Chemical Forums
Specialty Chemistry Forums => Nuclear Chemistry and Radiochemistry Forum => Topic started by: atakmanga on April 26, 2013, 10:18:27 PM

The atomic masses of nitrogen14, titanium48, and xenon129 are 13.999234 amu, 47.935878 amu, and 128.904779 amu respectfully.
For each isotope, calculate the nuclear mass. Express your answers using 6 decimal places.
Ok. Is this the mass defect equation where you take the number of protons times the mass of one proton plus the number of neutrons times the mass of one neutron and subtract it from the given mass? This is what I did and got .119766, .474122, and 1.202221 respectfully, but my answers are wrong. I'm not looking for specific answers, only understanding. I don't know what I'm doing wrong. I used the values of 1.008 for proton and 1.009 for a neutron. If anyone could help, I would be very appreciative.

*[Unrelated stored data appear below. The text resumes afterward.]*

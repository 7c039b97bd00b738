use chrono::Utc;
use std::sync::Arc;
use std::time::Duration;
use uuid::Uuid;

use crate::models::TicketStatus;
use crate::services::llm::{ResponseDrafter, TicketClassifier};
use crate::services::queue::{Job, JobPayload, RedisJobQueue};
use crate::services::ticket_service::TicketService;
use crate::utils::{ApiError, ApiResult};

const POP_TIMEOUT_SECS: u64 = 5;
const BROKER_RETRY_DELAY: Duration = Duration::from_secs(3);

/// Background ticket processor.
///
/// Drives a ticket through submitted -> processing -> processed, with
/// processing -> submitted as the only failure-recovery edge. A ticket must
/// never be stranded in `processing` after an attempt ends, so it stays
/// visible to the next bulk-trigger scan.
pub struct TicketProcessor {
    tickets: TicketService,
    classifier: Arc<dyn TicketClassifier>,
    drafter: Arc<dyn ResponseDrafter>,
}

impl TicketProcessor {
    pub fn new(
        tickets: TicketService,
        classifier: Arc<dyn TicketClassifier>,
        drafter: Arc<dyn ResponseDrafter>,
    ) -> Self {
        Self { tickets, classifier, drafter }
    }

    /// Process one ticket. A missing ticket is fatal and the job is
    /// abandoned; any later failure reverts the status before the error is
    /// returned to the job runner.
    pub async fn process(&self, ticket_id: Uuid) -> ApiResult<()> {
        tracing::info!("Processing ticket {}", ticket_id);

        let ticket = self
            .tickets
            .get(ticket_id)
            .await?
            .ok_or(ApiError::TicketNotFound { ticket_id })?;

        self.tickets.set_status(ticket_id, TicketStatus::Processing).await?;
        tracing::info!("Set ticket {} status to processing", ticket_id);

        // Classification and drafting share no state; run them concurrently
        // and join before persisting anything.
        let outcome = tokio::try_join!(
            self.classifier.classify(&ticket.subject, &ticket.body),
            self.drafter.draft(&ticket.subject, &ticket.body),
        );

        let attempt = match outcome {
            Ok((classification, reply)) => {
                self.tickets
                    .complete(ticket_id, &classification, &reply, Utc::now())
                    .await
            },
            Err(e) => Err(e),
        };

        match attempt {
            Ok(()) => {
                tracing::info!("Processed ticket {}", ticket_id);
                Ok(())
            },
            Err(cause) => {
                tracing::error!("Processing ticket {} failed: {}", ticket_id, cause);
                // Revert so the ticket is visible to a future retrigger. A
                // failed revert write is itself fatal and takes precedence.
                match self.tickets.set_status(ticket_id, TicketStatus::Submitted).await {
                    Ok(()) => {
                        tracing::info!("Reverted ticket {} to submitted", ticket_id);
                        Err(cause)
                    },
                    Err(revert_err) => {
                        tracing::error!(
                            "Failed to revert ticket {} to submitted: {}",
                            ticket_id,
                            revert_err
                        );
                        Err(revert_err)
                    },
                }
            },
        }
    }

    /// Process a batch in order, continuing past per-ticket failures.
    /// Failed tickets are back in `submitted` and will be picked up by the
    /// next bulk trigger. Returns (succeeded, failed).
    pub async fn process_batch(&self, ticket_ids: &[Uuid]) -> (usize, usize) {
        let mut succeeded = 0;
        let mut failed = 0;

        for &ticket_id in ticket_ids {
            match self.process(ticket_id).await {
                Ok(()) => succeeded += 1,
                Err(e) => {
                    failed += 1;
                    tracing::error!("Batch item {} failed: {}", ticket_id, e);
                },
            }
        }

        (succeeded, failed)
    }
}

/// Queue consumer loop for the worker process. Pops one job per dequeue and
/// executes it; worker concurrency is a deployment concern (run more worker
/// processes), not enforced here.
pub struct JobConsumer {
    queue: RedisJobQueue,
    processor: TicketProcessor,
}

impl JobConsumer {
    pub fn new(queue: RedisJobQueue, processor: TicketProcessor) -> Self {
        Self { queue, processor }
    }

    pub async fn run(&self) {
        tracing::info!("Worker started, waiting for jobs");

        loop {
            tokio::select! {
                _ = tokio::signal::ctrl_c() => {
                    tracing::info!("Worker shutting down");
                    break;
                },
                popped = self.queue.pop(POP_TIMEOUT_SECS) => match popped {
                    Ok(Some(job)) => self.handle(job).await,
                    Ok(None) => {},
                    Err(e) => {
                        tracing::error!("Queue poll failed: {}; retrying", e);
                        tokio::time::sleep(BROKER_RETRY_DELAY).await;
                    },
                },
            }
        }
    }

    async fn handle(&self, job: Job) {
        match job.payload {
            JobPayload::ProcessTicket { ticket_id } => {
                if let Err(e) = self.processor.process(ticket_id).await {
                    tracing::error!("Job {} failed: {}", job.job_id, e);
                }
            },
            JobPayload::ProcessBatch { ticket_ids } => {
                tracing::info!("Job {}: processing batch of {}", job.job_id, ticket_ids.len());
                let (succeeded, failed) = self.processor.process_batch(&ticket_ids).await;
                tracing::info!(
                    "Job {} finished: {} processed, {} failed",
                    job.job_id,
                    succeeded,
                    failed
                );
            },
        }
    }
}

Aren't you going a step too far? Question asks for nuclear masses, not for mass deficits.
And I suppose there are better masses for proton and neutron than the ones you used, I would look for numbers with at least 6 significant digits if that's what you are expected to give in the final answer.

The nuclear mass is the atomic mass less the mass of the electrons. Just subtract 7 electron masses for N, 22 for Ti, & 54 for Xe.